Carbon-based supercapacitors have emerged as promising energy storage components for renewable energy applications due to the unique combination of various physicochemical characteristics in porous carbon materials (PCMs) that can improve specific capacitance (SC) properties. It is essential to develop a methodical approach that exploits the synergy of these effects in PCMs to achieve superior capacitance performance. In this study, machine learning (ML) provided a clear direction for experiments in the screening of key physicochemical features; SHapley Additive exPlanations analysis on ML indicated that specific surface area and specific doping species had a significant synergistic impact on SC enhancement.

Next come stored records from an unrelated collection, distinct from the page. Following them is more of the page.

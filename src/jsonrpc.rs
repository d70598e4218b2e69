//! JSON-RPC 2.0 framing over an MCP service.
//!
//! [`JsonRpcService`] turns JSON-RPC requests into [`RouterRequest`]s and the
//! results back into JSON-RPC responses. Batches run concurrently. Every
//! failure becomes an error response, so callers always get something to
//! send back.

use std::convert::Infallible;
use std::future::Future;
use std::pin::Pin;
use std::task::{Context, Poll};

use tower::Layer;
use tower::ServiceExt;
use tower_service::Service;

use crate::error::JsonRpcError;
use crate::protocol::{
    JsonRpcMessage, JsonRpcRequest, JsonRpcResponse, JsonRpcResponseMessage, McpRequest,
};
use crate::router::{Extensions, RouterRequest, RouterResponse};

/// Tower layer that adds JSON-RPC 2.0 framing to an MCP service.
#[derive(Debug, Clone, Copy, Default)]
pub struct JsonRpcLayer {
    _priv: (),
}

impl JsonRpcLayer {
    pub fn new() -> Self {
        Self { _priv: () }
    }
}

impl<S> Layer<S> for JsonRpcLayer {
    type Service = JsonRpcService<S>;

    fn layer(&self, inner: S) -> Self::Service {
        JsonRpcService::new(inner)
    }
}

/// Service that handles JSON-RPC framing.
///
/// Values in [`with_extensions`](Self::with_extensions) are attached to every
/// request it forwards.
///
/// ```rust
/// use mcp_resource_server::{JsonRpcService, McpRouter};
///
/// let router = McpRouter::new().server_info("my-server", "1.0.0");
/// let service = JsonRpcService::new(router);
/// ```
#[derive(Debug, Clone)]
pub struct JsonRpcService<S> {
    inner: S,
    extensions: Extensions,
}

impl<S> JsonRpcService<S> {
    pub fn new(inner: S) -> Self {
        Self {
            inner,
            extensions: Extensions::new(),
        }
    }

    /// Attach request-scoped values, such as the caller's access token.
    pub fn with_extensions(mut self, extensions: Extensions) -> Self {
        self.extensions = extensions;
        self
    }
}

impl<S> JsonRpcService<S>
where
    S: Service<RouterRequest, Response = RouterResponse, Error = Infallible>
        + Clone
        + Send
        + 'static,
    S::Future: Send,
{
    /// Process a single JSON-RPC request
    pub async fn call_single(&self, req: JsonRpcRequest) -> JsonRpcResponse {
        process_single_request(self.inner.clone(), self.extensions.clone(), req).await
    }

    /// Process a batch of JSON-RPC requests concurrently
    pub async fn call_batch(&self, requests: Vec<JsonRpcRequest>) -> JsonRpcResponseMessage {
        if requests.is_empty() {
            return JsonRpcResponseMessage::Single(JsonRpcResponse::error(
                None,
                JsonRpcError::invalid_request("Empty batch request"),
            ));
        }

        let futures = requests.into_iter().map(|req| {
            process_single_request(self.inner.clone(), self.extensions.clone(), req)
        });
        JsonRpcResponseMessage::Batch(futures::future::join_all(futures).await)
    }

    /// Process a JSON-RPC message (single or batch)
    pub async fn call_message(&self, msg: JsonRpcMessage) -> JsonRpcResponseMessage {
        match msg {
            JsonRpcMessage::Single(req) => JsonRpcResponseMessage::Single(self.call_single(req).await),
            JsonRpcMessage::Batch(requests) => self.call_batch(requests).await,
        }
    }
}

impl<S> Service<JsonRpcMessage> for JsonRpcService<S>
where
    S: Service<RouterRequest, Response = RouterResponse, Error = Infallible>
        + Clone
        + Send
        + Sync
        + 'static,
    S::Future: Send,
{
    type Response = JsonRpcResponseMessage;
    type Error = Infallible;
    type Future = Pin<Box<dyn Future<Output = Result<Self::Response, Self::Error>> + Send>>;

    fn poll_ready(&mut self, _cx: &mut Context<'_>) -> Poll<Result<(), Self::Error>> {
        Poll::Ready(Ok(()))
    }

    fn call(&mut self, msg: JsonRpcMessage) -> Self::Future {
        let this = self.clone();
        Box::pin(async move { Ok(this.call_message(msg).await) })
    }
}

async fn process_single_request<S>(
    inner: S,
    extensions: Extensions,
    req: JsonRpcRequest,
) -> JsonRpcResponse
where
    S: Service<RouterRequest, Response = RouterResponse, Error = Infallible> + Send + 'static,
    S::Future: Send,
{
    if let Err(err) = req.validate() {
        return JsonRpcResponse::error(Some(req.id), err);
    }

    let mcp_request = match McpRequest::from_jsonrpc(&req) {
        Ok(request) => request,
        Err(err) => {
            tracing::debug!(method = %req.method, error = %err, "Invalid request params");
            return JsonRpcResponse::error(
                Some(req.id),
                JsonRpcError::invalid_params(err.to_string()),
            );
        }
    };

    let router_req = RouterRequest {
        id: req.id,
        inner: mcp_request,
        extensions,
    };

    match inner.oneshot(router_req).await {
        Ok(response) => response.into_jsonrpc(),
        Err(never) => match never {},
    }
}

#[cfg(test)]
mod tests {
    use super::*;
    use crate::McpRouter;
    use serde_json::json;

    fn service() -> JsonRpcService<McpRouter> {
        JsonRpcService::new(McpRouter::new())
    }

    fn to_json(resp: JsonRpcResponseMessage) -> serde_json::Value {
        serde_json::to_value(resp).unwrap()
    }

    #[tokio::test]
    async fn test_single_ping() {
        let resp = service()
            .call_single(JsonRpcRequest::new(1, "ping"))
            .await;
        let json = serde_json::to_value(resp).unwrap();
        assert_eq!(json["id"], 1);
        assert_eq!(json["result"], json!({}));
    }

    #[tokio::test]
    async fn test_wrong_version_is_invalid_request() {
        let mut req = JsonRpcRequest::new("a", "ping");
        req.jsonrpc = "1.0".to_string();
        let json = serde_json::to_value(service().call_single(req).await).unwrap();
        assert_eq!(json["error"]["code"], -32600);
        assert_eq!(json["id"], "a");
    }

    #[tokio::test]
    async fn test_bad_params_are_invalid_params() {
        let req = JsonRpcRequest::new(2, "initialize").with_params(json!({"nope": true}));
        let json = serde_json::to_value(service().call_single(req).await).unwrap();
        assert_eq!(json["error"]["code"], -32602);
    }

    #[tokio::test]
    async fn test_batch() {
        let msg = JsonRpcMessage::Batch(vec![
            JsonRpcRequest::new(1, "ping"),
            JsonRpcRequest::new(2, "does/not/exist"),
        ]);
        let json = to_json(service().call_message(msg).await);
        assert_eq!(json[0]["id"], 1);
        assert!(json[0].get("result").is_some());
        assert_eq!(json[1]["id"], 2);
        assert_eq!(json[1]["error"]["code"], -32600);
    }

    #[tokio::test]
    async fn test_empty_batch() {
        let json = to_json(service().call_message(JsonRpcMessage::Batch(vec![])).await);
        assert_eq!(json["error"]["code"], -32600);
        assert_eq!(json["id"], serde_json::Value::Null);
    }
}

Utilizing these insights, an O, N co-doped hierarchical porous carbon (ONPC-900) was synthesized using a synergistic pyrolysis strategy through K₂CO₃-assisted in-situ thermal exfoliation and nanopore generation. This method leverages the role of carbon nitride (graphite-phase carbon nitride) as an in-situ layer-stacked template and the oxygen (O)-rich properties of the pre-treated lignite, enabling controlled synthesis of graphene-like folded and amorphous hybrid structures engineered for the efficient N and O doping sites and high specific surface area, resulting in an electrode material with enhanced structural adaptability, rapid charge transfer, and diffusion mass transfer capacity. Density functional theory (DFT) calculations further confirmed that pyrrole nitrogen (N-5), carboxyl (-COOH) active sites, and the defect structure formed by pores synergically enhanced the adsorption of electrolyte ions (K⁺) and electron transfer, improving the SC performance. The optimized ONPC-900 electrode exhibited impressive SC properties of 440 F g-¹ (0.5 A g-¹), outperforming most coal-based PCMs. This study provides a methodology for designing and synthesizing high SC electrode materials by optimizing the key characteristic parameters of synergism from complex structure-activity relationships through the combination of ML screening, experimental synthesis, and density functional theory validation.